Required action
Give the data again, word for word.

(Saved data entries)
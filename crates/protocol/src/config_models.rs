//! Global configuration models for `.apc/config.toml`.
//!
//! Every section and field has a default, so an empty or partial file is
//! valid.

use serde::Deserialize;
use serde::Serialize;
use std::collections::BTreeMap;
use std::path::PathBuf;
use ts_rs::TS;

/// Names given to the default `engineer` pool slots.
pub const DEFAULT_AGENT_NAMES: [&str; 5] = ["Alex", "Betty", "Cleo", "Dany", "Eddy"];

/// Role used when a workflow phase does not name one.
pub const DEFAULT_ROLE: &str = "engineer";

/// Represents global settings from `.apc/config.toml`.
///
/// # Example
///
/// ```toml
/// # .apc/config.toml
/// backend = "cursor"
/// state_dir = ".apc/state"
///
/// [retry]
/// max_retries = 2
/// base_delay_ms = 5000
///
/// [pool.roles]
/// engineer = ["Alex", "Betty"]
/// reviewer = ["Rex"]
/// ```
#[derive(Serialize, Deserialize, Debug, Clone, PartialEq, TS)]
pub struct GlobalConfig {
    /// Active backend: "cursor", "claude" or "mock".
    #[serde(default = "default_backend")]
    pub backend: String,

    /// Directory holding paused-workflow records and process snapshots.
    #[serde(default = "default_state_dir")]
    pub state_dir: PathBuf,

    #[serde(default)]
    pub supervisor: SupervisorConfig,

    #[serde(default)]
    pub agent: AgentConfig,

    #[serde(default)]
    pub retry: RetryConfig,

    #[serde(default)]
    pub pool: PoolConfig,

    #[serde(default)]
    pub engine: EngineConfig,
}

impl Default for GlobalConfig {
    fn default() -> Self {
        Self {
            backend: default_backend(),
            state_dir: default_state_dir(),
            supervisor: SupervisorConfig::default(),
            agent: AgentConfig::default(),
            retry: RetryConfig::default(),
            pool: PoolConfig::default(),
            engine: EngineConfig::default(),
        }
    }
}

/// Process supervisor timings.
#[derive(Serialize, Deserialize, Debug, Clone, PartialEq, TS)]
#[serde(default)]
pub struct SupervisorConfig {
    /// A running process silent for longer than this is considered stuck.
    pub stuck_threshold_secs: u64,

    /// Period of the per-process health check.
    pub health_check_interval_secs: u64,

    /// Time allowed after a graceful terminate before escalating.
    pub grace_period_ms: u64,

    /// Time allowed after a hard kill before giving up on observing exit.
    pub kill_wait_ms: u64,

    /// Bytes of trailing output kept per process.
    pub output_tail_bytes: usize,
}

impl Default for SupervisorConfig {
    fn default() -> Self {
        Self {
            stuck_threshold_secs: 600,
            health_check_interval_secs: 30,
            grace_period_ms: 5_000,
            kill_wait_ms: 2_000,
            output_tail_bytes: 16 * 1024,
        }
    }
}

/// Agent run settings shared by all CLI backends.
#[derive(Serialize, Deserialize, Debug, Clone, PartialEq, TS)]
#[serde(default)]
pub struct AgentConfig {
    /// Maximum runtime of a run without an explicit timeout.
    pub default_timeout_secs: u64,

    /// Silence after which the idle watchdog reports a heartbeat.
    pub idle_threshold_secs: u64,

    /// How often the idle watchdog checks.
    pub heartbeat_interval_secs: u64,

    /// Transcript size that triggers rotation.
    pub log_max_bytes: u64,

    /// Number of rotated transcripts kept.
    pub log_backups: usize,

    /// Override for the backend executable (path or name on PATH).
    pub command: Option<PathBuf>,

    /// Model identifier per capability tier.
    pub models: TierModels,
}

impl Default for AgentConfig {
    fn default() -> Self {
        Self {
            default_timeout_secs: 3_600,
            idle_threshold_secs: 120,
            heartbeat_interval_secs: 30,
            log_max_bytes: 5 * 1024 * 1024,
            log_backups: 3,
            command: None,
            models: TierModels::default(),
        }
    }
}

/// Model identifiers for each capability tier. Empty means backend default.
#[derive(Serialize, Deserialize, Debug, Clone, PartialEq, Default, TS)]
#[serde(default)]
pub struct TierModels {
    pub low: String,
    pub mid: String,
    pub high: String,
}

/// Retry behavior for backends fronting network-dependent CLIs.
#[derive(Serialize, Deserialize, Debug, Clone, PartialEq, TS)]
#[serde(default)]
pub struct RetryConfig {
    /// Retries after the first attempt.
    pub max_retries: u32,

    /// Delay before retry N is `base_delay_ms * N`.
    pub base_delay_ms: u64,
}

impl Default for RetryConfig {
    fn default() -> Self {
        Self {
            max_retries: 2,
            base_delay_ms: 5_000,
        }
    }
}

/// Named agent slots per role.
#[derive(Serialize, Deserialize, Debug, Clone, PartialEq, TS)]
#[serde(default)]
pub struct PoolConfig {
    pub roles: BTreeMap<String, Vec<String>>,
}

impl Default for PoolConfig {
    fn default() -> Self {
        let mut roles = BTreeMap::new();
        roles.insert(
            DEFAULT_ROLE.to_string(),
            DEFAULT_AGENT_NAMES.iter().map(|s| s.to_string()).collect(),
        );
        Self { roles }
    }
}

/// Workflow engine limits.
#[derive(Serialize, Deserialize, Debug, Clone, PartialEq, TS)]
#[serde(default)]
pub struct EngineConfig {
    /// Maximum number of loop-back transitions per workflow.
    pub max_loop_iterations: u32,

    /// Characters of prior raw output quoted in a continuation prompt.
    pub continuation_tail_chars: usize,
}

impl Default for EngineConfig {
    fn default() -> Self {
        Self {
            max_loop_iterations: 3,
            continuation_tail_chars: 2_000,
        }
    }
}

fn default_backend() -> String {
    "cursor".to_string()
}

fn default_state_dir() -> PathBuf {
    PathBuf::from(".apc/state")
}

Answer
filename crates/protocol/src/config_models.rs
//! Global configuration models for `.apc/config.toml`.
//!
//! Every section and field has a default, so an empty or partial file is
//! valid.

use serde::Deserialize;
use serde::Serialize;
use std::collections::BTreeMap;
use std::path::PathBuf;
use ts_rs::TS;

/// Names given to the default `engineer` pool slots.
pub const DEFAULT_AGENT_NAMES: [&str; 5] = ["Alex", "Betty", "Cleo", "Dany", "Eddy"];

/// Role used when a workflow phase does not name one.
pub const DEFAULT_ROLE: &str = "engineer";

/// Represents global settings from `.apc/config.toml`.
///
/// # Example
///
/// ```toml
/// # .apc/config.toml
/// backend = "cursor"
/// state_dir = ".apc/state"
///
/// [retry]
/// max_retries = 2
/// base_delay_ms = 5000
///
/// [pool.roles]
/// engineer = ["Alex", "Betty"]
/// reviewer = ["Rex"]
/// ```
#[derive(Serialize, Deserialize, Debug, Clone, PartialEq, TS)]
pub struct GlobalConfig {
    /// Active backend: "cursor", "claude" or "mock".
    #[serde(default = "default_backend")]
    pub backend: String,

    /// Directory holding paused-workflow records and process snapshots.
    #[serde(default = "default_state_dir")]
    pub state_dir: PathBuf,

    #[serde(default)]
    pub supervisor: SupervisorConfig,

    #[serde(default)]
    pub agent: AgentConfig,

    #[serde(default)]
    pub retry: RetryConfig,

    #[serde(default)]
    pub pool: PoolConfig,

    #[serde(default)]
    pub engine: EngineConfig,
}

impl Default for GlobalConfig {
    fn default() -> Self {
        Self {
            backend: default_backend(),
            state_dir: default_state_dir(),
            supervisor: SupervisorConfig::default(),
            agent: AgentConfig::default(),
            retry: RetryConfig::default(),
            pool: PoolConfig::default(),
            engine: EngineConfig::default(),
        }
    }
}

/// Process supervisor timings.
#[derive(Serialize, Deserialize, Debug, Clone, PartialEq, TS)]
#[serde(default)]
pub struct SupervisorConfig {
    /// A running process silent for longer than this is considered stuck.
    pub stuck_threshold_secs: u64,

    /// Period of the per-process health check.
    pub health_check_interval_secs: u64,

    /// Time allowed after a graceful terminate before escalating.
    pub grace_period_ms: u64,

    /// Time allowed after a hard kill before giving up on observing exit.
    pub kill_wait_ms: u64,

    /// Bytes of trailing output kept per process.
    pub output_tail_bytes: usize,
}

impl Default for SupervisorConfig {
    fn default() -> Self {
        Self {
            stuck_threshold_secs: 600,
            health_check_interval_secs: 30,
            grace_period_ms: 5_000,
            kill_wait_ms: 2_000,
            output_tail_bytes: 16 * 1024,
        }
    }
}

/// Agent run settings shared by all CLI backends.
#[derive(Serialize, Deserialize, Debug, Clone, PartialEq, TS)]
#[serde(default)]
pub struct AgentConfig {
    /// Maximum runtime of a run without an explicit timeout.
    pub default_timeout_secs: u64,

    /// Silence after which the idle watchdog reports a heartbeat.
    pub idle_threshold_secs: u64,

    /// How often the idle watchdog checks.
    pub heartbeat_interval_secs: u64,

    /// Transcript size that triggers rotation.
    pub log_max_bytes: u64,

    /// Number of rotated transcripts kept.
    pub log_backups: usize,

    /// Override for the backend executable (path or name on PATH).
    pub command: Option<PathBuf>,

    /// Model identifier per capability tier.
    pub models: TierModels,
}

impl Default for AgentConfig {
    fn default() -> Self {
        Self {
            default_timeout_secs: 3_600,
            idle_threshold_secs: 120,
            heartbeat_interval_secs: 30,
            log_max_bytes: 5 * 1024 * 1024,
            log_backups: 3,
            command: None,
            models: TierModels::default(),
        }
    }
}

/// Model identifiers for each capability tier. Empty means backend default.
#[derive(Serialize, Deserialize, Debug, Clone, PartialEq, Default, TS)]
#[serde(default)]
pub struct TierModels {
    pub low: String,
    pub mid: String,
    pub high: String,
}

/// Retry behavior for backends fronting network-dependent CLIs.
#[derive(Serialize, Deserialize, Debug, Clone, PartialEq, TS)]
#[serde(default)]
pub struct RetryConfig {
    /// Retries after the first attempt.
    pub max_retries: u32,

    /// Delay before retry N is `base_delay_ms * N`.
    pub base_delay_ms: u64,
}

impl Default for RetryConfig {
    fn default() -> Self {
        Self {
            max_retries: 2,
            base_delay_ms: 5_000,
        }
    }
}

/// Named agent slots per role.
#[derive(Serialize, Deserialize, Debug, Clone, PartialEq, TS)]
#[serde(default)]
pub struct PoolConfig {
    pub roles: BTreeMap<String, Vec<String>>,
}

impl Default for PoolConfig {
    fn default() -> Self {
        let mut roles = BTreeMap::new();
        roles.insert(
            DEFAULT_ROLE.to_string(),
            DEFAULT_AGENT_NAMES.iter().map(|s| s.to_string()).collect(),
        );
        Self { roles }
    }
}

/// Workflow engine limits.
#[derive(Serialize, Deserialize, Debug, Clone, PartialEq, TS)]
#[serde(default)]
pub struct EngineConfig {
    /// Maximum number of loop-back transitions per workflow.
    pub max_loop_iterations: u32,

    /// Characters of prior raw output quoted in a continuation prompt.
    pub continuation_tail_chars: usize,
}

impl Default for EngineConfig {
    fn default() -> Self {
        Self {
            max_loop_iterations: 3,
            continuation_tail_chars: 2_000,
        }
    }
}

fn default_backend() -> String {
    "cursor".to_string()
}

fn default_state_dir() -> PathBuf {
    PathBuf::from(".apc/state")
}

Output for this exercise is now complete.